Love those floppy ears~
Congrats on your new addition!!


----------



## GoldenJoyx'stwo (Feb 25, 2007)

Can't wait to hear when she is finally, HOME!!!


----------



## Carraig (Jan 4, 2008)

Aw, bless her. She can learn to be a dog now, just like Leah learned.


----------



## HuntersMomma (Sep 25, 2007)

well you know what i think of her.. i can't wait for you to get her.. like i said in private pms she needs a good momma and someone who will care and love her for the rest of her life


----------



## FlyingQuizini (Oct 24, 2006)

Awww. She's cute. I didn't realize they looked so similar to Ridgebacks! Congrats!


----------



## SillyTilly (Jan 22, 2008)

She looks so sweet. She will be so happy to have a great Mommy. Enjoy her.


----------



## Old Gold Mum2001 (Feb 25, 2007)

Kimm said:


> Can't wait to hear when she is finally, HOME!!!


Aww  you and me both, lol 

Gonna be a long 2 weeks!


Thanks everyone 
I'll do a story with before and after pics when she gets home.


----------



## Old Gold Mum2001 (Feb 25, 2007)

FlyingQuizini said:


> Awww. She's cute. I didn't realize they looked so similar to Ridgebacks! Congrats!


WOW!!! I didn't either, lol. I had to go look a pic up of a RB, and wow they sure do look quite similar.


----------



## Jersey's Mom (Nov 25, 2007)

What a cutie... congrats to you both on finding eachother!!

Julie and Jersey


----------



## EddieME (Nov 25, 2007)

You have a wonderful heart which means that Kacey will have a wonderful home


----------



## Oaklys Dad (Dec 28, 2005)

Congratulations to you. She is a pretty girl. She will have a wonderful life with you.


----------



## cpsimone (Jan 4, 2008)

I'm so happy you're giving Kacey a wonderful home! She deserves it and it's a wonderful thing you're doing for her I can't wait to hear more about your lives together!


----------



## Abbydabbydo (Jan 31, 2007)

You are wonderful! You will love her. She is very lucky, thank you.


----------



## GoldenJoyx'stwo (Feb 25, 2007)

Old Gold Mum2001 said:


> Aww  you and me both, lol
> 
> Gonna be a long 2 weeks!
> 
> ...


I'll bet it is going to be a long 2 weeks. I heard a lot about this adoption! Give her a big hug for me when you get her.


----------



## Old Gold Mum2001 (Feb 25, 2007)

Kimm said:


> I'll bet it is going to be a long 2 weeks. I heard a lot about this adoption! Give her a big hug for me when you get her.

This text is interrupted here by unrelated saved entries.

//! Tree edge lists hung from a chosen root

use super::is_tree;
use crate::generators::Edge;
use crate::{GenError, Result};
use serde::{Deserialize, Serialize};
use std::collections::VecDeque;
use std::fmt;

/// A tree oriented away from its root
///
/// - Each node stores the ids of its children
/// - Children appear in the order their edges were listed
#[derive(Clone, PartialEq, Eq, Serialize, Deserialize)]
pub struct RootedTree {
    root: usize,
    /// `parent[i]` is `None` only for the root
    parent: Vec<Option<usize>>,
    /// Adjacency list: children[i] contains ids of node i's children
    children: Vec<Vec<usize>>,
}

impl RootedTree {
    /// Orient an undirected tree edge list away from `root`
    pub fn from_edges(n: usize, edges: &[Edge], root: usize) -> Result<Self> {
        if root >= n {
            return Err(GenError::NodeOutOfRange { node: root, nodes: n });
        }
        if !is_tree(n, edges)? {
            return Err(GenError::InvalidTree(format!(
                "{} edges do not connect {} nodes without cycles",
                edges.len(),
                n
            )));
        }

        let mut adjacent = vec![Vec::new(); n];
        for &(u, v) in edges {
            adjacent[u].push(v);
            adjacent[v].push(u);
        }

        let mut parent = vec![None; n];
        let mut children = vec![Vec::new(); n];
        let mut visited = vec![false; n];
        let mut queue = VecDeque::new();
        queue.push_back(root);
        visited[root] = true;

        while let Some(node) = queue.pop_front() {
            for &next in &adjacent[node] {
                if !visited[next] {
                    visited[next] = true;
                    parent[next] = Some(node);
                    children[node].push(next);
                    queue.push_back(next);
                }
            }
        }

        Ok(RootedTree { root, parent, children })
    }

    /// Get the number of nodes
    pub fn size(&self) -> usize {
        self.children.len()
    }

    /// Root node id
    pub fn root(&self) -> usize {
        self.root
    }

    /// Get children of a node
    pub fn children(&self, node: usize) -> &[usize] {
        &self.children[node]
    }

    /// Parent of a node (None for root)
    pub fn parent(&self, node: usize) -> Option<usize> {
        self.parent[node]
    }

    /// Nodes in breadth-first order from the root
    fn bfs_order(&self) -> Vec<usize> {
        let mut order = Vec::with_capacity(self.size());
        order.push(self.root);
        let mut head = 0;
        while head < order.len() {
            let node = order[head];
            order.extend_from_slice(&self.children[node]);
            head += 1;
        }
        order
    }

    /// Compute depth of each node
    pub fn depths(&self) -> Vec<usize> {
        let mut depths = vec![0; self.size()];
        for node in self.bfs_order() {
            if let Some(parent) = self.parent[node] {
                depths[node] = depths[parent] + 1;
            }
        }
        depths
    }

    /// Depth of the deepest node
    pub fn height(&self) -> usize {
        self.depths().into_iter().max().unwrap_or(0)
    }

    /// Count of nodes without children
    ///
    /// Unlike [`get_leaves`](crate::get_leaves) this never counts the root,
    /// except in a single-node tree.
    pub fn leaf_count(&self) -> usize {
        self.children.iter().filter(|c| c.is_empty()).count()
    }

    /// Size of the subtree under every node, root included
    pub fn subtree_sizes(&self) -> Vec<usize> {
        let mut sizes = vec![1; self.size()];
        for node in self.bfs_order().into_iter().rev() {
            if let Some(parent) = self.parent[node] {
                sizes[parent] += sizes[node];
            }
        }
        sizes
    }

    /// Compute subtree size rooted at a given node
    pub fn subtree_size(&self, node: usize) -> usize {
        let mut size = 0;
        let mut stack = vec![node];
        while let Some(current) = stack.pop() {
            size += 1;
            stack.extend_from_slice(&self.children[current]);
        }
        size
    }

    /// Get the path from the root to a node
    pub fn path_to_root(&self, mut node: usize) -> Vec<usize> {
        let mut path = vec![node];
        while let Some(parent) = self.parent[node] {
            path.push(parent);
            node = parent;
        }
        path.reverse();
        path
    }
}

impl fmt::Debug for RootedTree {
    fn fmt(&self, f: &mut fmt::Formatter<'_>) -> fmt::Result {
        writeln!(f, "RootedTree(size={}, root={})", self.size(), self.root)?;

        let mut stack = vec![(self.root, 0)];
        while let Some((node, indent)) = stack.pop() {
            writeln!(f, "{}● {}", "  ".repeat(indent), node)?;
            for &child in self.children[node].iter().rev() {
                stack.push((child, indent + 1));
            }
        }
        Ok(())
    }
}
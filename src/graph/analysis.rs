//! Connectivity and reachability checks backed by petgraph

use super::check_node_range;
use crate::generators::Edge;
use crate::{GenError, Result};
use petgraph::algo::{connected_components, is_cyclic_undirected};
use petgraph::graph::{DiGraph, NodeIndex, UnGraph};
use petgraph::visit::Bfs;

/// Build an undirected petgraph graph with exactly `n` nodes
pub fn undirected_graph(n: usize, edges: &[Edge]) -> Result<UnGraph<(), ()>> {
    check_node_range(n, edges)?;
    let mut graph = UnGraph::with_capacity(n, edges.len());
    for _ in 0..n {
        graph.add_node(());
    }
    for &(u, v) in edges {
        graph.add_edge(NodeIndex::new(u), NodeIndex::new(v), ());
    }
    Ok(graph)
}

/// Build a directed petgraph graph with exactly `n` nodes
pub fn directed_graph(n: usize, edges: &[Edge]) -> Result<DiGraph<(), ()>> {
    check_node_range(n, edges)?;
    let mut graph = DiGraph::with_capacity(n, edges.len());
    for _ in 0..n {
        graph.add_node(());
    }
    for &(u, v) in edges {
        graph.add_edge(NodeIndex::new(u), NodeIndex::new(v), ());
    }
    Ok(graph)
}

/// Number of incident edges per node, ignoring direction
pub fn degrees(n: usize, edges: &[Edge]) -> Result<Vec<usize>> {
    check_node_range(n, edges)?;
    let mut degree = vec![0; n];
    for &(u, v) in edges {
        degree[u] += 1;
        degree[v] += 1;
    }
    Ok(degree)
}

/// Whether `edges` form a tree over all `n` nodes when read undirected
pub fn is_tree(n: usize, edges: &[Edge]) -> Result<bool> {
    if n == 0 || edges.len() != n - 1 {
        return Ok(false);
    }
    let graph = undirected_graph(n, edges)?;
    Ok(connected_components(&graph) == 1 && !is_cyclic_undirected(&graph))
}

/// Mark every node reachable from `start` along directed edges
pub fn reachable_from(n: usize, edges: &[Edge], start: usize) -> Result<Vec<bool>> {
    if start >= n {
        return Err(GenError::NodeOutOfRange { node: start, nodes: n });
    }
    let graph = directed_graph(n, edges)?;

    let mut seen = vec![false; n];
    let mut bfs = Bfs::new(&graph, NodeIndex::new(start));
    while let Some(node) = bfs.next(&graph) {
        seen[node.index()] = true;
    }
    Ok(seen)
}

/// Whether every node is reachable from `start`
pub fn all_reachable_from(n: usize, edges: &[Edge], start: usize) -> Result<bool> {
    Ok(reachable_from(n, edges, start)?.into_iter().all(|seen| seen))
}

#[cfg(test)]
mod tests {
    use super::*;

    #[test]
    fn test_degrees() {
        assert_eq!(degrees(4, &[(0, 1), (1, 2), (1, 3)]).unwrap(), vec![1, 3, 1, 1]);
        assert!(degrees(2, &[(0, 2)]).is_err());
    }

    #[test]
    fn test_is_tree() {
        assert!(is_tree(1, &[]).unwrap());
        assert!(is_tree(4, &[(0, 1), (2, 1), (1, 3)]).unwrap());
        // right count, but a cycle plus an isolated node
        assert!(!is_tree(4, &[(0, 1), (1, 2), (2, 0)]).unwrap());
        assert!(!is_tree(3, &[(0, 1)]).unwrap());
        assert!(!is_tree(0, &[]).unwrap());
    }

    #[test]
    fn test_reachability_follows_direction() {
        let edges = [(0, 1), (1, 2), (3, 2)];
        assert_eq!(reachable_from(4, &edges, 0).unwrap(), vec![true, true, true, false]);
        assert!(!all_reachable_from(4, &edges, 0).unwrap());
        assert!(all_reachable_from(3, &[(2, 0), (0, 1)], 2).unwrap());
        assert!(reachable_from(2, &[], 2).is_err());
    }
}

You got that right, lol  big big huggies!


----------



## LOVEisGOLDEN (Jan 4, 2008)

congrats, she's a beauty!


----------



## hgatesy (Feb 14, 2007)

Ahh..... I LOVE coonhound barks! I hope they didn't ruin it. Such a shame her former owner didn't appreciate it. Growing up we had a black and tan coonhound. Such a wonderful dog... I'll never forget hearing him out chasing away the thunder after a storm. Baaaaaaaaarrr-ooooooooooooooooooooooo! 

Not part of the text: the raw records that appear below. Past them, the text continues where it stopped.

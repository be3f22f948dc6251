//! Logging initialisation for the `gen` binary
//!
//! Events go to stderr so the file list printed on stdout stays clean.
//! Library code only emits events and never installs a subscriber.

use std::{env, str::FromStr, sync::OnceLock};

use thiserror::Error;
use tracing_subscriber::{layer::SubscriberExt, util::SubscriberInitExt, EnvFilter, Layer};

const LOG_FORMAT_ENV: &str = "CPGEN_LOG_FORMAT";
const DEFAULT_FILTER: &str = "info";

static INITIALISED: OnceLock<()> = OnceLock::new();

/// Errors raised while initialising structured logging
#[derive(Debug, Error)]
pub enum LoggingError {
    /// `CPGEN_LOG_FORMAT` was not valid UTF-8
    #[error("`CPGEN_LOG_FORMAT` is not valid UTF-8")]
    InvalidUnicode,
    /// `CPGEN_LOG_FORMAT` named an unknown format
    #[error("unknown log format `{0}`; expected `human` or `json`")]
    UnknownFormat(String),
    /// Another global subscriber is already installed
    #[error("a tracing subscriber is already installed: {0}")]
    AlreadyInstalled(#[from] tracing_subscriber::util::TryInitError),
}

/// Output format for log events
#[derive(Clone, Copy, Debug, Default, PartialEq, Eq)]
pub enum LogFormat {
    /// Plain text lines
    #[default]
    Human,
    /// One JSON object per event
    Json,
}

impl FromStr for LogFormat {
    type Err = LoggingError;

    fn from_str(raw: &str) -> Result<Self, Self::Err> {
        match raw.trim().to_ascii_lowercase().as_str() {
            "human" => Ok(LogFormat::Human),
            "json" => Ok(LogFormat::Json),
            other => Err(LoggingError::UnknownFormat(other.to_owned())),
        }
    }
}

impl LogFormat {
    /// Format selected by `CPGEN_LOG_FORMAT`, human when unset
    pub fn from_env() -> Result<Self, LoggingError> {
        match env::var(LOG_FORMAT_ENV) {
            Ok(raw) => raw.parse(),
            Err(env::VarError::NotPresent) => Ok(LogFormat::default()),
            Err(env::VarError::NotUnicode(_)) => Err(LoggingError::InvalidUnicode),
        }
    }
}

/// Install the global subscriber once
///
/// The level filter comes from `RUST_LOG` and defaults to `info`. When some
/// other subscriber already owns the global slot it is kept, and a one-line
/// notice goes to stderr.
pub fn init_logging() -> Result<(), LoggingError> {
    if INITIALISED.get().is_some() {
        return Ok(());
    }

    match install(LogFormat::from_env()?) {
        Ok(()) => {}
        Err(err @ LoggingError::AlreadyInstalled(_)) => report_existing_subscriber(&err),
        Err(err) => return Err(err),
    }
    let _ = INITIALISED.set(());
    Ok(())
}

fn report_existing_subscriber(err: &LoggingError) {
    eprintln!("keeping existing logging setup: {err}");
}

fn install(format: LogFormat) -> Result<(), LoggingError> {
    let filter =
        EnvFilter::try_from_default_env().unwrap_or_else(|_| EnvFilter::new(DEFAULT_FILTER));
    let output = tracing_subscriber::fmt::layer().with_writer(std::io::stderr);
    let output = match format {
        LogFormat::Human => output.boxed(),
        LogFormat::Json => output.json().with_current_span(true).boxed(),
    };

    tracing_subscriber::registry().with(filter).with(output).try_init()?;
    Ok(())
}

#[cfg(test)]
mod tests {
    use super::*;

    #[test]
    fn test_parse_log_format() {
        assert_eq!("human".parse::<LogFormat>().unwrap(), LogFormat::Human);
        assert_eq!("HUMAN".parse::<LogFormat>().unwrap(), LogFormat::Human);
        assert_eq!(" json ".parse::<LogFormat>().unwrap(), LogFormat::Json);
        assert!(matches!(
            "xml".parse::<LogFormat>(),
            Err(LoggingError::UnknownFormat(provided)) if provided == "xml"
        ));
    }

    #[test]
    fn test_second_install_reports_clash() {
        let _ = install(LogFormat::Human);
        let err = install(LogFormat::Json).unwrap_err();
        assert!(matches!(err, LoggingError::AlreadyInstalled(_)));
        assert!(err.to_string().starts_with("a tracing subscriber is already installed"));
    }

    #[test]
    fn test_init_is_idempotent() {
        init_logging().unwrap();
        init_logging().unwrap();
    }
}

How exciting... she's looks like a sweetheart!


----------



## BeauShel (May 20, 2007)

Sin,
Is this the girl that you were needing boarding for? She is beautiful and looks like a real sweetie. I hope she gets her bark back and not afraid to use it. I hope the two weeks goes fast.


----------



## Old Gold Mum2001 (Feb 25, 2007)

BeauShel said:


> Sin,
> Is this the girl that you were needing boarding for? She is beautiful and looks like a real sweetie. I hope she gets her bark back and not afraid to use it. I hope the two weeks goes fast.


Yes Carol  this is her 

I sure hope so, and I think Jax will help her  he play barks a lot, so hopefully she know it's ok to bark once again!


----------



## GoldenJoyx'stwo (Feb 25, 2007)

I'm hoping FM wants to take a ride that day, Cin. Can you *PM me with the date.* I have the time and then will need a confirmation when she gets on the transport.


----------



## Old Gold Mum2001 (Feb 25, 2007)

Kimm said:


> I'm hoping FM wants to take a ride that day, Cin. Can you *PM me with the date.* I have the time and then will need a confirmation when she gets on the transport.


You got, Pm'd


----------